What you need to do
Which of the lines below include "collaborators"? Each one should be copied out.

Entries supplied
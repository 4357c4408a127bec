// SPDX-License-Identifier: PolyForm-Noncommercial-1.0.0
// Copyright (c) 2025 Sylvex. All rights reserved.

//! Seeded records shared by the service unit tests.

use std::sync::Arc;

use chrono::{Duration, TimeZone, Utc};
use once_cell::sync::Lazy;

use crm_auth::{hash_password, FixedIdentity, Guard};
use crm_core::{Client, Collaborator, Contract, Database, Event, RecordId, Role};

use crate::user::identity_of;

pub const PASSWORD: &str = "correct horse";

static PASSWORD_HASH: Lazy<String> =
    Lazy::new(|| hash_password(PASSWORD).unwrap());

pub const MIA: RecordId = 1; // management
pub const SAM: RecordId = 2; // sales, owns CLIENT_SAM
pub const SUE: RecordId = 3; // sales, owns nothing
pub const SID: RecordId = 4; // support on EVENT_STAFFED
pub const DAN: RecordId = 5; // deactivated

pub const CLIENT_SAM: RecordId = 1;
pub const CLIENT_FREE: RecordId = 2;

pub const CONTRACT_SIGNED: RecordId = 1;
pub const CONTRACT_UNSIGNED: RecordId = 2;

pub const EVENT_STAFFED: RecordId = 1;
pub const EVENT_OPEN: RecordId = 2;

fn collaborator(username: &str, role: Role) -> Collaborator {
    Collaborator {
        id: 0,
        username: username.to_string(),
        password_hash: PASSWORD_HASH.clone(),
        first_name: username.to_uppercase(),
        last_name: "Test".to_string(),
        email: format!("{}@epic.events", username),
        role,
    }
}

/// A database with two clients, two contracts of SAM and two events.
pub fn seeded() -> Arc<Database> {
    let db = Database::in_memory();
    let now = Utc.with_ymd_and_hms(2025, 6, 1, 9, 0, 0).unwrap();
    {
        let mut scope = db.write();
        for (name, role) in [
            ("mia", Role::Management),
            ("sam", Role::Sales),
            ("sue", Role::Sales),
            ("sid", Role::Support),
            ("dan", Role::Deactivated),
        ] {
            scope.insert_collaborator(collaborator(name, role)).unwrap();
        }

        for (name, salesman) in [("Kevin Casey", Some(SAM)), ("Lou Free", None)] {
            scope
                .insert_client(Client {
                    id: 0,
                    full_name: name.to_string(),
                    email: "contact@startup.io".to_string(),
                    phone: "+33 1 23 45 67 89".to_string(),
                    company: "Startup".to_string(),
                    salesman_id: salesman,
                    created_at: now,
                    updated_at: now,
                })
                .unwrap();
        }

        for signed in [true, false] {
            scope
                .insert_contract(Contract {
                    id: 0,
                    client_id: CLIENT_SAM,
                    total_amount: 1000.0,
                    remaining_amount: 600.0,
                    signed,
                    created_at: now,
                })
                .unwrap();
        }

        for support in [Some(SID), None] {
            scope
                .insert_event(Event {
                    id: 0,
                    contract_id: CONTRACT_SIGNED,
                    support_id: support,
                    name: "Launch party".to_string(),
                    location: "Paris".to_string(),
                    attendees: 80,
                    start_date: now + Duration::days(30),
                    end_date: now + Duration::days(30) + Duration::hours(5),
                    notes: String::new(),
                })
                .unwrap();
        }
        scope.commit().unwrap();
    }
    Arc::new(db)
}

/// A guard that always sees the given collaborator as caller.
pub fn guard_as(db: &Arc<Database>, id: RecordId) -> Guard {
    let identity = identity_of(db.read().collaborator(id).unwrap());
    Guard::new(Arc::new(FixedIdentity(identity)), db.clone())
}
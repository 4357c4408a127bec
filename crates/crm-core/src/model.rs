// SPDX-License-Identifier: PolyForm-Noncommercial-1.0.0
// Copyright (c) 2025 Sylvex. All rights reserved.

//! Domain records.

use chrono::{DateTime, Utc};
use serde::{Deserialize, Serialize};

use crate::error::{CrmError, CrmResult};
use crate::role::Role;

/// Primary key of every record.
pub type RecordId = u32;

// =============================================================================
// Collaborator
// =============================================================================

/// A staff member with a login.
#[derive(Debug, Clone, PartialEq, Serialize, Deserialize)]
pub struct Collaborator {
    /// Primary key.
    pub id: RecordId,
    /// Login name, unique.
    pub username: String,
    /// Argon2 PHC string.
    pub password_hash: String,
    /// First name.
    pub first_name: String,
    /// Last name.
    pub last_name: String,
    /// Contact email.
    pub email: String,
    /// Current role.
    pub role: Role,
}

impl Collaborator {
    /// Returns "first last".
    pub fn display_name(&self) -> String {
        format!("{} {}", self.first_name, self.last_name)
    }
}

// =============================================================================
// Client
// =============================================================================

/// A customer, optionally owned by a salesman.
#[derive(Debug, Clone, PartialEq, Serialize, Deserialize)]
pub struct Client {
    /// Primary key.
    pub id: RecordId,
    /// Contact name.
    pub full_name: String,
    /// Contact email.
    pub email: String,
    /// Contact phone.
    pub phone: String,
    /// Company name.
    pub company: String,
    /// Collaborator in charge.
    pub salesman_id: Option<RecordId>,
    /// Creation time.
    pub created_at: DateTime<Utc>,
    /// Last update time.
    pub updated_at: DateTime<Utc>,
}

// =============================================================================
// Contract
// =============================================================================

/// A contract with a client.
#[derive(Debug, Clone, PartialEq, Serialize, Deserialize)]
pub struct Contract {
    /// Primary key.
    pub id: RecordId,
    /// Client the contract belongs to.
    pub client_id: RecordId,
    /// Total amount.
    pub total_amount: f64,
    /// Amount still due.
    pub remaining_amount: f64,
    /// Whether the client signed.
    pub signed: bool,
    /// Creation time.
    pub created_at: DateTime<Utc>,
}

impl Contract {
    /// Checks amount consistency.
    pub fn validate(&self) -> CrmResult<()> {
        if !self.total_amount.is_finite() || self.total_amount < 0.0 {
            return Err(CrmError::validation(
                "total_amount",
                "must be a non-negative amount",
            ));
        }
        if !self.remaining_amount.is_finite()
            || self.remaining_amount < 0.0
            || self.remaining_amount > self.total_amount
        {
            return Err(CrmError::validation(
                "remaining_amount",
                "must be between 0 and the total amount",
            ));
        }
        Ok(())
    }
}

// =============================================================================
// Event
// =============================================================================

/// An event organised under a signed contract.
#[derive(Debug, Clone, PartialEq, Serialize, Deserialize)]
pub struct Event {
    /// Primary key.
    pub id: RecordId,
    /// Contract the event belongs to.
    pub contract_id: RecordId,
    /// Support collaborator in charge.
    pub support_id: Option<RecordId>,
    /// Event name.
    pub name: String,
    /// Location.
    pub location: String,
    /// Expected attendees.
    pub attendees: u32,
    /// Start time.
    pub start_date: DateTime<Utc>,
    /// End time.
    pub end_date: DateTime<Utc>,
    /// Free-form notes.
    #[serde(default)]
    pub notes: String,
}

impl Event {
    /// Checks date ordering.
    pub fn validate(&self) -> CrmResult<()> {
        if self.end_date < self.start_date {
            return Err(CrmError::validation(
                "end_date",
                "must not be before the start date",
            ));
        }
        Ok(())
    }
}

// =============================================================================
// Tests
// =============================================================================

#[cfg(test)]
mod tests {
    use super::*;
    use chrono::Duration;

    #[test]
    fn test_contract_validation() {
        let mut contract = Contract {
            id: 1,
            client_id: 1,
            total_amount: 100.0,
            remaining_amount: 40.0,
            signed: false,
            created_at: Utc::now(),
        };
        assert!(contract.validate().is_ok());

        contract.remaining_amount = 140.0;
        assert!(contract.validate().is_err());

        contract.total_amount = -1.0;
        assert!(contract.validate().is_err());
    }

    #[test]
    fn test_event_validation() {
        let start = Utc::now();
        let mut event = Event {
            id: 1,
            contract_id: 1,
            support_id: None,
            name: "Launch".to_string(),
            location: "Paris".to_string(),
            attendees: 50,
            start_date: start,
            end_date: start + Duration::hours(4),
            notes: String::new(),
        };
        assert!(event.validate().is_ok());

        event.end_date = start - Duration::hours(1);
        assert!(event.validate().is_err());
    }
}
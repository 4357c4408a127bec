// SPDX-License-Identifier: PolyForm-Noncommercial-1.0.0
// Copyright (c) 2025 Sylvex. All rights reserved.

//! `login`, `logout`, `whoami`, `password`, `username` and `users`.

use crm_service::Services;

use crate::cli::{Cli, LoginArgs, PasswordArgs, UsernameArgs};
use crate::commands::secret_or_prompt;
use crate::error::BinResult;
use crate::output::{collaborator_view, identity_view, print_record, print_records};

/// Logs in; success is silent.
pub fn login(services: &Services, args: LoginArgs) -> BinResult<()> {
    let password = secret_or_prompt(args.password, "Password")?;
    services.users.login(&args.username, &password)?;
    Ok(())
}

/// Logs out.
pub fn logout(services: &Services) -> BinResult<()> {
    services.users.logout()?;
    Ok(())
}

/// Shows the logged-in collaborator.
pub fn whoami(cli: &Cli, services: &Services) -> BinResult<()> {
    let identity = services.users.whoami()?;
    print_record(cli.output, &identity_view(&identity))
}

/// Changes the caller's password.
pub fn password(services: &Services, args: PasswordArgs) -> BinResult<()> {
    let current = secret_or_prompt(args.current, "Current password")?;
    let new = secret_or_prompt(args.new, "New password")?;
    services.users.modify_password(&current, &new)?;
    eprintln!("Password changed");
    Ok(())
}

/// Changes the caller's username.
pub fn username(services: &Services, args: UsernameArgs) -> BinResult<()> {
    let identity = services.users.modify_username(&args.username)?;
    eprintln!("You are now {}", identity.subject);
    Ok(())
}

/// Lists every account.
pub fn users(cli: &Cli, services: &Services) -> BinResult<()> {
    let views: Vec<_> = services.users.list()?.iter().map(collaborator_view).collect();
    print_records(cli.output, &views)
}
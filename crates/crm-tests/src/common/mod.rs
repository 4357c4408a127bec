// SPDX-License-Identifier: PolyForm-Noncommercial-1.0.0
// Copyright (c) 2025 Sylvex. All rights reserved.

//! # Common Test Utilities
//!
//! - `fixtures`: pre-built sessions, identities and databases
//! - `mocks`: stand-ins for the permission lookups and the identity gate
//! - `assertions`: helpers for authorization outcomes

pub mod assertions;
pub mod fixtures;
pub mod mocks;

use std::sync::Once;
use tracing_subscriber::EnvFilter;

static INIT: Once = Once::new();

/// Initialize test logging. Call this at the start of each test.
pub fn init_test_logging() {
    INIT.call_once(|| {
        tracing_subscriber::fmt()
            .with_env_filter(
                EnvFilter::try_from_default_env()
                    .unwrap_or_else(|_| EnvFilter::new("warn,crm_auth=debug")),
            )
            .with_test_writer()
            .init();
    });
}

/// Create a temporary directory for test data.
pub fn temp_test_dir(prefix: &str) -> tempfile::TempDir {
    tempfile::Builder::new()
        .prefix(prefix)
        .tempdir()
        .expect("Failed to create temp directory")
}
// SPDX-License-Identifier: PolyForm-Noncommercial-1.0.0
// Copyright (c) 2025 Sylvex. All rights reserved.

//! Events organised under signed contracts.

use std::sync::Arc;

use chrono::{DateTime, Utc};
use serde::{Deserialize, Serialize};
use tracing::info;

use crm_auth::{Guard, Keyed};
use crm_core::{CrmError, CrmResult, Database, Event, RecordId, Role};

use crate::fields;
use crate::rules;

/// An event to create.
#[derive(Debug, Clone, Serialize, Deserialize)]
pub struct NewEvent {
    /// Event name.
    pub name: String,
    /// Location.
    pub location: String,
    /// Expected attendees.
    pub attendees: u32,
    /// Start time.
    pub start_date: DateTime<Utc>,
    /// End time.
    pub end_date: DateTime<Utc>,
    /// Free-form notes.
    #[serde(default)]
    pub notes: String,
}

/// Event fields to change; `None` keeps the current value.
#[derive(Debug, Clone, Default, Serialize, Deserialize)]
pub struct EventChanges {
    /// Event name.
    pub name: Option<String>,
    /// Location.
    pub location: Option<String>,
    /// Expected attendees.
    pub attendees: Option<u32>,
    /// Start time.
    pub start_date: Option<DateTime<Utc>>,
    /// End time.
    pub end_date: Option<DateTime<Utc>>,
    /// Free-form notes.
    pub notes: Option<String>,
}

impl EventChanges {
    fn apply(self, event: &mut Event) -> CrmResult<()> {
        if let Some(name) = self.name {
            fields::non_empty("name", &name)?;
            event.name = name;
        }
        if let Some(location) = self.location {
            event.location = location;
        }
        if let Some(attendees) = self.attendees {
            event.attendees = attendees;
        }
        if let Some(start_date) = self.start_date {
            event.start_date = start_date;
        }
        if let Some(end_date) = self.end_date {
            event.end_date = end_date;
        }
        if let Some(notes) = self.notes {
            event.notes = notes;
        }
        event.validate()
    }
}

// =============================================================================
// EventService
// =============================================================================

/// Event operations.
#[derive(Debug, Clone)]
pub struct EventService {
    db: Arc<Database>,
    guard: Guard,
}

impl EventService {
    /// Creates the service.
    pub fn new(db: Arc<Database>, guard: Guard) -> Self {
        Self { db, guard }
    }

    /// Lists events.
    pub fn list(&self) -> CrmResult<Vec<Event>> {
        self.guard.call(&rules::EVENT_READ, (), |_| {
            Ok(self.db.read().events().cloned().collect())
        })
    }

    /// Returns one event.
    pub fn get(&self, pk: RecordId) -> CrmResult<Event> {
        self.guard.call(&rules::EVENT_READ, pk, |inv| {
            self.db
                .read()
                .event(inv.args)
                .cloned()
                .ok_or_else(|| CrmError::not_found("Event", inv.args))
        })
    }

    /// Creates an event under a signed contract of the calling salesman.
    pub fn create(&self, contract_id: RecordId, new: NewEvent) -> CrmResult<Event> {
        self.guard
            .call(&rules::EVENT_CREATE, Keyed::new(contract_id, new), |inv| {
                let Keyed { pk, data } = inv.args;
                fields::non_empty("name", &data.name)?;

                let mut scope = self.db.write();
                let id = scope.insert_event(Event {
                    id: 0,
                    contract_id: pk,
                    support_id: None,
                    name: data.name,
                    location: data.location,
                    attendees: data.attendees,
                    start_date: data.start_date,
                    end_date: data.end_date,
                    notes: data.notes,
                })?;
                let created = scope.event_mut(id)?.clone();
                scope.commit()?;
                info!(event = id, contract = pk, "Event created");
                Ok(created)
            })
    }

    /// Updates an event the caller supports, or an unstaffed one of their contract.
    pub fn update(&self, pk: RecordId, changes: EventChanges) -> CrmResult<Event> {
        self.guard
            .call(&rules::EVENT_UPDATE, Keyed::new(pk, changes), |inv| {
                let mut scope = self.db.write();
                let event = scope.event_mut(inv.args.pk)?;
                inv.args.data.apply(event)?;
                let updated = event.clone();
                scope.commit()?;
                info!(event = pk, "Event updated");
                Ok(updated)
            })
    }

    /// Assigns or clears the support collaborator.
    pub fn modify_support(&self, pk: RecordId, support: Option<RecordId>) -> CrmResult<Event> {
        self.guard
            .call(&rules::EVENT_MODIFY_SUPPORT, Keyed::new(pk, support), |inv| {
                let Keyed { pk, data: support } = inv.args;
                let mut scope = self.db.write();
                if let Some(support) = support {
                    let collaborator = scope.require_collaborator(support)?;
                    if collaborator.role != Role::Support {
                        return Err(CrmError::validation(
                            "support_id",
                            format!("{} is not in support", collaborator.username),
                        ));
                    }
                }
                let event = scope.event_mut(pk)?;
                event.support_id = support;
                let updated = event.clone();
                scope.commit()?;
                info!(event = pk, support = ?support, "Event support changed");
                Ok(updated)
            })
    }

    /// Deletes an event.
    pub fn delete(&self, pk: RecordId) -> CrmResult<Event> {
        self.guard.call(&rules::EVENT_DELETE, pk, |inv| {
            let mut scope = self.db.write();
            let removed = scope.remove_event(inv.args)?;
            scope.commit()?;
            info!(event = pk, "Event deleted");
            Ok(removed)
        })
    }
}

// =============================================================================
// Tests
// =============================================================================
// SPDX-License-Identifier: PolyForm-Noncommercial-1.0.0
// Copyright (c) 2025 Sylvex. All rights reserved.

//! Local token file.
//!
//! The file holds the current token pair as a JSON object:
//!
//! ```json
//! { "access-token": "<jws>", "refresh-token": "<jws>" }
//! ```
//!
//! A file that is absent, unreadable or of any other shape reads as no session.
//! A file holding only the access token still reads, so the session manager
//! can report the missing refresh token.

use std::fs;
use std::io::{ErrorKind, Write};
use std::path::{Path, PathBuf};

use serde::{Deserialize, Serialize};
use tracing::debug;

use crm_core::{CrmError, CrmResult};

/// Token pair read from the file.
///
/// `refresh` is `None` when the file carries an access token but no refresh
/// token, which the session manager reports as a missing refresh token.
#[derive(Debug, Clone, PartialEq, Eq)]
pub struct StoredTokens {
    /// Access token.
    pub access: String,
    /// Refresh token.
    pub refresh: Option<String>,
}

#[derive(Serialize, Deserialize)]
#[serde(deny_unknown_fields)]
struct TokenFile {
    #[serde(rename = "access-token")]
    access: String,
    #[serde(rename = "refresh-token", default)]
    refresh: Option<String>,
}

// =============================================================================
// TokenStore
// =============================================================================

/// The single file holding the current session.
#[derive(Debug, Clone)]
pub struct TokenStore {
    path: PathBuf,
}

impl TokenStore {
    /// Creates a store backed by `path`.
    pub fn new(path: impl Into<PathBuf>) -> Self {
        Self { path: path.into() }
    }

    /// Returns the file path.
    pub fn path(&self) -> &Path {
        &self.path
    }

    /// Returns `true` if the token file exists.
    pub fn exists(&self) -> bool {
        self.path.exists()
    }

    /// Reads the token pair. Never fails.
    pub fn read(&self) -> Option<StoredTokens> {
        let content = match fs::read_to_string(&self.path) {
            Ok(content) => content,
            Err(e) => {
                if e.kind() != ErrorKind::NotFound {
                    debug!(path = %self.path.display(), error = %e, "Token file unreadable");
                }
                return None;
            }
        };

        let file: TokenFile = match serde_json::from_str(&content) {
            Ok(file) => file,
            Err(e) => {
                debug!(path = %self.path.display(), error = %e, "Token file malformed");
                return None;
            }
        };

        if file.access.is_empty() {
            return None;
        }
        Some(StoredTokens {
            access: file.access,
            refresh: file.refresh.filter(|r| !r.is_empty()),
        })
    }

    /// Writes the token pair, replacing any previous file.
    pub fn write(&self, access: &str, refresh: &str) -> CrmResult<()> {
        if let Some(parent) = self.path.parent() {
            if !parent.as_os_str().is_empty() {
                fs::create_dir_all(parent)?;
            }
        }

        let content = serde_json::to_string_pretty(&TokenFile {
            access: access.to_string(),
            refresh: Some(refresh.to_string()),
        })?;

        let mut file = open_private(&self.path)?;
        file.write_all(content.as_bytes())?;
        file.flush()?;
        debug!(path = %self.path.display(), "Token file written");
        Ok(())
    }

    /// Removes the file; fails with `NoSession` if there was none.
    pub fn wipe(&self) -> CrmResult<()> {
        match fs::remove_file(&self.path) {
            Ok(()) => {
                debug!(path = %self.path.display(), "Token file removed");
                Ok(())
            }
            Err(e) if e.kind() == ErrorKind::NotFound => Err(CrmError::NoSession),
            Err(e) => Err(e.into()),
        }
    }
}

#[cfg(unix)]
fn open_private(path: &Path) -> std::io::Result<fs::File> {
    use std::os::unix::fs::OpenOptionsExt;

    fs::OpenOptions::new()
        .write(true)
        .create(true)
        .truncate(true)
        .mode(0o600)
        .open(path)
}

#[cfg(not(unix))]
fn open_private(path: &Path) -> std::io::Result<fs::File> {
    fs::OpenOptions::new()
        .write(true)
        .create(true)
        .truncate(true)
        .open(path)
}

// =============================================================================
// Tests
// =============================================================================

#[cfg(test)]
mod tests {
    use super::*;

    fn store() -> (tempfile::TempDir, TokenStore) {
        let dir = tempfile::tempdir().unwrap();
        let store = TokenStore::new(dir.path().join("session").join("tokens.json"));
        (dir, store)
    }

    #[test]
    fn test_write_then_read() {
        let (_dir, store) = store();
        assert_eq!(store.read(), None);

        store.write("a.b.c", "d.e.f").unwrap();
        assert_eq!(
            store.read(),
            Some(StoredTokens {
                access: "a.b.c".to_string(),
                refresh: Some("d.e.f".to_string()),
            })
        );

        let raw: serde_json::Value =
            serde_json::from_str(&fs::read_to_string(store.path()).unwrap()).unwrap();
        assert_eq!(raw["access-token"], "a.b.c");
        assert_eq!(raw["refresh-token"], "d.e.f");
    }

    #[test]
    fn test_malformed_reads_as_empty() {
        let (_dir, store) = store();
        store.write("a", "b").unwrap();

        for content in ["", "{", "[]", "{\"token\": \"x\"}", "{\"access-token\": \"\"}"] {
            fs::write(store.path(), content).unwrap();
            assert_eq!(store.read(), None, "content: {content}");
        }
    }

    #[test]
    fn test_missing_refresh_is_reported() {
        let (_dir, store) = store();
        store.write("a", "b").unwrap();
        fs::write(store.path(), "{\"access-token\": \"a\"}").unwrap();

        let tokens = store.read().unwrap();
        assert_eq!(tokens.refresh, None);
    }

    #[test]
    fn test_wipe() {
        let (_dir, store) = store();
        assert!(matches!(store.wipe(), Err(CrmError::NoSession)));

        store.write("a", "b").unwrap();
        store.wipe().unwrap();
        assert!(!store.exists());
        assert!(matches!(store.wipe(), Err(CrmError::NoSession)));
    }

    #[cfg(unix)]
    #[test]
    fn test_file_is_private() {
        use std::os::unix::fs::PermissionsExt;

        let (_dir, store) = store();
        store.write("a", "b").unwrap();
        let mode = fs::metadata(store.path()).unwrap().permissions().mode();
        assert_eq!(mode & 0o777, 0o600);
    }
}
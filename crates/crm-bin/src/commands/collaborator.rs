// SPDX-License-Identifier: PolyForm-Noncommercial-1.0.0
// Copyright (c) 2025 Sylvex. All rights reserved.

//! `crm collaborator ...`

use tracing::info;

use crm_service::{CollaboratorChanges, NewCollaborator, Services};

use crate::cli::{Cli, CollaboratorCommand};
use crate::commands::secret_or_prompt;
use crate::error::BinResult;
use crate::output::{collaborator_view, print_record, print_records};

/// Runs a collaborator subcommand.
pub fn run(cli: &Cli, services: &Services, cmd: CollaboratorCommand) -> BinResult<()> {
    let collaborators = &services.collaborators;
    match cmd {
        CollaboratorCommand::List => {
            let views: Vec<_> = collaborators.list()?.iter().map(collaborator_view).collect();
            print_records(cli.output, &views)
        }
        CollaboratorCommand::Show { id } => {
            print_record(cli.output, &collaborator_view(&collaborators.get(id)?))
        }
        CollaboratorCommand::Create {
            username,
            password,
            first_name,
            last_name,
            email,
            role,
        } => {
            let password = secret_or_prompt(password, "Password")?;
            let created = collaborators.create(NewCollaborator {
                username,
                password,
                first_name,
                last_name,
                email,
                role,
            })?;
            print_record(cli.output, &collaborator_view(&created))
        }
        CollaboratorCommand::Update {
            id,
            first_name,
            last_name,
            email,
        } => {
            let updated = collaborators.update(
                id,
                CollaboratorChanges {
                    first_name,
                    last_name,
                    email,
                },
            )?;
            print_record(cli.output, &collaborator_view(&updated))
        }
        CollaboratorCommand::Delete { id } => {
            let me = services.users.whoami().ok().map(|i| i.collaborator_id);
            let removed = collaborators.delete(id)?;
            if me == Some(removed.id) {
                info!(collaborator = removed.id, "Deleted own account, ending session");
                services.users.logout()?;
            }
            print_record(cli.output, &collaborator_view(&removed))
        }
        CollaboratorCommand::ModifyRole { id, role } => {
            print_record(cli.output, &collaborator_view(&collaborators.modify_role(id, role)?))
        }
    }
}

Result for this task
    let collaborators = &services.collaborators;
            let views: Vec<_> = collaborators.list()?.iter().map(collaborator_view).collect();
            print_record(cli.output, &collaborator_view(&collaborators.get(id)?))
            let created = collaborators.create(NewCollaborator {
            let updated = collaborators.update(
            let removed = collaborators.delete(id)?;
            print_record(cli.output, &collaborator_view(&collaborators.modify_role(id, role)?))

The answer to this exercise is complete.